Why the GOS will fail

This box has a modem and Ethernet port built-in, but you still have to pay to get online. Even if you have a $10/month plan, you also need a land-line phone, which costs $30-50/month. Want broadband? You're looking at $50/month, plus either a phone or cable connection. Figure $100/month easy.
Written by Dana Blankenhorn, Inactive

The GPC with GOS is really quite amazing.

I remember feeling pretty frugal early this decade, when I bought a 733 MHz PC with a 40 Gigabyte hard drive for just $700. Here you've got something twice as fast, with twice the storage, for $200 retail.

If you just need office applications and a link to the Internet, this is cool. It costs less than a dumb terminal did at the start of the decade.

With people tossing their old CRT monitors by the millions this year, and unpacking new flat panels, I'll bet you can find yourself a screen with just a short drive into the suburbs, and you'll be doing the environment a favor.

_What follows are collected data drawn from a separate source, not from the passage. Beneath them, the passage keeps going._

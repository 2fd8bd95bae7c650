// src/core/mod.rs
pub mod context;
pub mod error;
pub mod executor;
pub mod expression;
pub mod graph;
pub mod parser;
pub mod resolver;
pub mod validator;
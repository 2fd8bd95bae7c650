// src/core/validator.rs
use petgraph::algo::is_cyclic_directed;
use petgraph::Direction;
use serde::Serialize;
use std::collections::{HashMap, HashSet};

use crate::core::graph::{FlowGraph, NodeKind};
use crate::core::parser::FlowDocument;

#[derive(Debug, Clone, Serialize)]
pub enum ValidationSeverity {
    Error,
    Warning,
}

#[derive(Debug, Clone, Serialize)]
pub struct ValidationIssue {
    pub severity: ValidationSeverity,
    pub code: String,
    pub message: String,
    pub node_id: Option<String>,
}

#[derive(Debug, Clone, Serialize)]
pub struct ValidationResult {
    pub is_valid: bool,
    pub errors: Vec<ValidationIssue>,
    pub warnings: Vec<ValidationIssue>,
}

impl ValidationResult {
    pub fn new() -> Self {
        ValidationResult {
            is_valid: true,
            errors: Vec::new(),
            warnings: Vec::new(),
        }
    }

    pub fn add_error(&mut self, code: &str, message: &str, node_id: Option<&str>) {
        self.is_valid = false;
        self.errors.push(ValidationIssue {
            severity: ValidationSeverity::Error,
            code: code.to_string(),
            message: message.to_string(),
            node_id: node_id.map(|s| s.to_string()),
        });
    }

    pub fn add_warning(&mut self, code: &str, message: &str, node_id: Option<&str>) {
        self.warnings.push(ValidationIssue {
            severity: ValidationSeverity::Warning,
            code: code.to_string(),
            message: message.to_string(),
            node_id: node_id.map(|s| s.to_string()),
        });
    }

    pub fn error_count(&self) -> usize {
        self.errors.len()
    }

    pub fn warning_count(&self) -> usize {
        self.warnings.len()
    }
}

impl Default for ValidationResult {
    fn default() -> Self {
        Self::new()
    }
}

/// Static checks on a flow document. Nothing here blocks execution: the
/// engine runs whatever it is given, this only reports what will go wrong.
pub struct FlowValidator;

impl FlowValidator {
    pub fn validate(doc: &FlowDocument) -> ValidationResult {
        let mut result = ValidationResult::new();
        let flow = FlowGraph::build(&doc.nodes, &doc.edges);

        Self::check_start_nodes(doc, &mut result);
        Self::check_duplicate_ids(doc, &mut result);
        Self::check_node_configs(&flow, &mut result);
        Self::check_dangling_edges(&flow, &mut result);
        Self::check_unreachable_nodes(&flow, &mut result);
        Self::check_cycles(&flow, &mut result);

        result
    }

    fn check_start_nodes(doc: &FlowDocument, result: &mut ValidationResult) {
        let starts: Vec<&str> = doc
            .nodes
            .iter()
            .filter(|n| n.node_type == "start")
            .map(|n| n.id.as_str())
            .collect();

        match starts.as_slice() {
            [] => result.add_error("E001", "No start node found in flow", None),
            [_] => {}
            [first, rest @ ..] => {
                for extra in rest {
                    result.add_warning(
                        "W001",
                        &format!(
                            "Multiple start nodes; '{}' is ignored, execution begins at '{}'",
                            extra, first
                        ),
                        Some(*extra),
                    );
                }
            }
        }
    }

    fn check_duplicate_ids(doc: &FlowDocument, result: &mut ValidationResult) {
        let mut counts: HashMap<&str, usize> = HashMap::new();
        for node in &doc.nodes {
            *counts.entry(node.id.as_str()).or_default() += 1;
        }
        let mut reported = HashSet::new();
        for node in &doc.nodes {
            let id = node.id.as_str();
            if counts[id] > 1 && reported.insert(id) {
                result.add_error(
                    "E002",
                    &format!("Node id '{}' is used by {} nodes", id, counts[id]),
                    Some(id),
                );
            }
        }
    }

    fn check_node_configs(flow: &FlowGraph, result: &mut ValidationResult) {
        for idx in flow.graph.node_indices() {
            let node = &flow.graph[idx];
            match &node.kind {
                NodeKind::Invalid { reason } => result.add_error(
                    "E003",
                    &format!("Invalid configuration for {} node: {}", node.node_type, reason),
                    Some(&node.id),
                ),
                NodeKind::Unknown => result.add_warning(
                    "W005",
                    &format!("Unknown node type '{}'; it will be passed through", node.node_type),
                    Some(&node.id),
                ),
                NodeKind::Fetch(cfg) => {
                    if cfg.url.as_deref().map(str::trim).unwrap_or_default().is_empty() {
                        result.add_warning("W006", "Fetch node has no URL", Some(&node.id));
                    }
                }
                _ => {}
            }
        }
    }

    fn check_dangling_edges(flow: &FlowGraph, result: &mut ValidationResult) {
        for edge in &flow.dangling_edges {
            let missing = if flow.node(&edge.source).is_none() {
                &edge.source
            } else {
                &edge.target
            };
            result.add_warning(
                "W002",
                &format!(
                    "Edge '{}' ({} -> {}) references missing node '{}'",
                    edge.id, edge.source, edge.target, missing
                ),
                None,
            );
        }
    }

    fn check_unreachable_nodes(flow: &FlowGraph, result: &mut ValidationResult) {
        let Some(start) = flow.start_node else {
            return;
        };

        let mut reachable = HashSet::new();
        let mut stack = vec![start];
        while let Some(idx) = stack.pop() {
            if reachable.insert(idx) {
                for neighbor in flow.graph.neighbors_directed(idx, Direction::Outgoing) {
                    if !reachable.contains(&neighbor) {
                        stack.push(neighbor);
                    }
                }
            }
        }

        for idx in flow.graph.node_indices() {
            if !reachable.contains(&idx) {
                let node = &flow.graph[idx];
                result.add_warning(
                    "W003",
                    &format!("Node '{}' is not reachable from the start node", node.id),
                    Some(&node.id),
                );
            }
        }
    }

    fn check_cycles(flow: &FlowGraph, result: &mut ValidationResult) {
        if is_cyclic_directed(&flow.graph) {
            result.add_warning(
                "W004",
                "Flow contains a cycle; execution stops at the depth limit",
                None,
            );
        }
    }
}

It's Moore's Law in action. Things get better-and-better faster-and-faster. You double 1 and get 2, but double 1 billion and you get 2 billion, just as fast as before. All this despite the switch to low-power, multi-core technologies on the part of chip-makers.

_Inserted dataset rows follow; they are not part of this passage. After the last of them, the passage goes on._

#[cfg(test)]
mod tests {
    use super::*;
    use serde_json::json;

    fn node(id: &str, node_type: &str, data: Value) -> FlowNode {
        FlowNode {
            id: id.to_string(),
            node_type: node_type.to_string(),
            label: id.to_string(),
            data,
        }
    }

    fn edge(source: &str, target: &str) -> FlowEdge {
        FlowEdge {
            id: format!("{}-{}", source, target),
            source: source.to_string(),
            target: target.to_string(),
            ..Default::default()
        }
    }

    #[test]
    fn test_outgoing_keeps_document_order() {
        let nodes = vec![
            node("s", "start", Value::Null),
            node("a", "end", Value::Null),
            node("b", "end", Value::Null),
        ];
        let edges = vec![edge("s", "b"), edge("s", "missing"), edge("s", "a")];
        let flow = FlowGraph::build(&nodes, &edges);

        let targets: Vec<&str> = flow.outgoing("s").iter().map(|e| e.target.as_str()).collect();
        assert_eq!(targets, vec!["b", "missing", "a"]);
        assert_eq!(flow.dangling_edges.len(), 1);
        assert_eq!(flow.graph.edge_count(), 2);
        assert_eq!(flow.start().map(|n| n.id.as_str()), Some("s"));
    }

    #[test]
    fn test_branch_classification() {
        let mut e = edge("c", "x");
        assert_eq!(e.branch(), Branch::Unmarked);
        e.label = Some("yes".into());
        assert_eq!(e.branch(), Branch::True);
        e.label = Some("no".into());
        assert_eq!(e.branch(), Branch::False);
        e.label = None;
        e.source_handle = Some("true".into());
        assert_eq!(e.branch(), Branch::True);
        // a "yes" handle is not a branch marker, only labels accept yes/no
        e.source_handle = Some("yes".into());
        assert_eq!(e.branch(), Branch::Unmarked);

        assert!(!edge("c", "x").fires_on(false));
        assert!(edge("c", "x").fires_on(true));
    }

    #[test]
    fn test_fetch_defaults_and_lenient_numbers() {
        let kind = NodeKind::from_raw(
            "fetch",
            &json!({ "url": "https://example.com", "retries": "2", "followRedirects": false }),
        );
        let NodeKind::Fetch(cfg) = kind else {
            panic!("expected fetch config");
        };
        assert_eq!(cfg.method(), "GET");
        assert_eq!(cfg.timeout_ms(DEFAULT_TIMEOUT_MS), DEFAULT_TIMEOUT_MS);
        assert_eq!(cfg.retries(), 2);
        assert_eq!(cfg.retry_delay_ms(), DEFAULT_RETRY_DELAY_MS);
        assert_eq!(cfg.max_redirects(), 0);
    }

    #[test]
    fn test_invalid_config_is_kept() {
        let kind = NodeKind::from_raw("fetch", &json!({ "retries": "many" }));
        assert!(matches!(kind, NodeKind::Invalid { .. }));
        assert!(matches!(NodeKind::from_raw("scrape_more", &json!({})), NodeKind::Unknown));
    }

    #[test]
    fn test_empty_strings_fall_back_to_defaults() {
        let raw = json!({ "outputVar": "" });
        let NodeKind::Extract(cfg) = NodeKind::from_raw("extract", &raw) else {
            panic!("expected extract config");
        };
        assert_eq!(cfg.output_var(), "extracted");
        assert_eq!(cfg.selector_type(), "css");
        assert_eq!(cfg.attribute(), "text");
        assert!(cfg.multiple());

        let NodeKind::AntiCrawl(cfg) =
            NodeKind::from_raw("anti_crawl", &json!({ "delayMin": 5000, "delayMax": 10 }))
        else {
            panic!("expected anti_crawl config");
        };
        assert_eq!(cfg.delay_range(), (10, 5000));
        assert_eq!(cfg.strategy(), "delay");
    }
}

So where can this go wrong?

Network access.

This box has a modem and Ethernet port built-in, but you still have to pay to get online. Even if you have a $10/month plan, you also need a land-line phone, which costs $30-50/month. Want broadband? You're looking at $50/month, plus either a phone or cable connection. Figure $100/month easy.

The target market for this machine is going to find that a steep price. It's simply unnecessary.

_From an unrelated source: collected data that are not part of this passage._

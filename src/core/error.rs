// src/core/error.rs
use serde_json::{json, Value};
use thiserror::Error;

use crate::core::expression::ExprError;

/// Failure raised while executing a node.
///
/// Everything except `Fatal` is path-local: the node logs it, records it
/// under `variables["ex"]` and stops its own path. `Fatal` aborts the run.
#[derive(Debug, Clone, Error)]
pub enum FlowError {
    #[error("{0}")]
    Config(String),
    #[error("{0}")]
    Transport(String),
    #[error("{0}")]
    Data(String),
    #[error(transparent)]
    Expression(#[from] ExprError),
    #[error("{0}")]
    Fatal(String),
}

impl FlowError {
    pub fn kind(&self) -> &'static str {
        match self {
            FlowError::Config(_) => "config",
            FlowError::Transport(_) => "transport",
            FlowError::Data(_) => "data",
            FlowError::Expression(_) => "expression",
            FlowError::Fatal(_) => "fatal",
        }
    }

    pub fn is_fatal(&self) -> bool {
        matches!(self, FlowError::Fatal(_))
    }

    /// The `{kind, message}` record stored as `variables["ex"]`.
    pub fn to_record(&self) -> Value {
        json!({
            "kind": self.kind(),
            "message": self.to_string(),
        })
    }
}

impl From<reqwest::Error> for FlowError {
    fn from(e: reqwest::Error) -> Self {
        if e.is_builder() {
            FlowError::Config(e.to_string())
        } else {
            FlowError::Transport(e.to_string())
        }
    }
}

Fact is there is no longer a need for either a phone or a cable network. Telephony is a low-bandwidth service. Double the speed of any broadband connection and you can get full-screen TV, any channel, any show, any time.

The fact is that Moore's Law is being violated, being ignored, to serve the interests of cable and phone monopolists. They prefer divvying up the bandwidth as "services" so they can charge out the wazoo for it. Cable operators charge both the stations and listeners, plus get a cut of the ad revenue. The much-ballyhooed "FIOS" is just the phone network becoming cable, and cutting your copper to do it.

There is no technical reason for any of this. Give us fatter broadband pipes and we can replicate it all for the price of Internet access. Bring competition to the existing phone network and you can get four times the present ADSL speed, even using old technology, even on copper.

Policy choices have already slowed the Internet's last-mile to a crawl, and it's getting worse. You already know about Comcast stopping BitTorrent. Do you know Verizon is now copying the Verisign "SiteFinder" scandal, redirecting misspelled requests to its own ad pages?

Network neutrality? Please. It's the CorporateNet, and it only feeds the interests of a very small number of corporations.

It was a policy choice to allow these duopolies to return. New policy choices can restore competition and free the bits.

But it won't happen in time for this product. Everex will sell a lot of boxes this holiday season, but I suspect these will be like a lot of other presents from Christmas past, lost in a closet somewhere because they can't be made to work, or because the owners can't afford to let them work.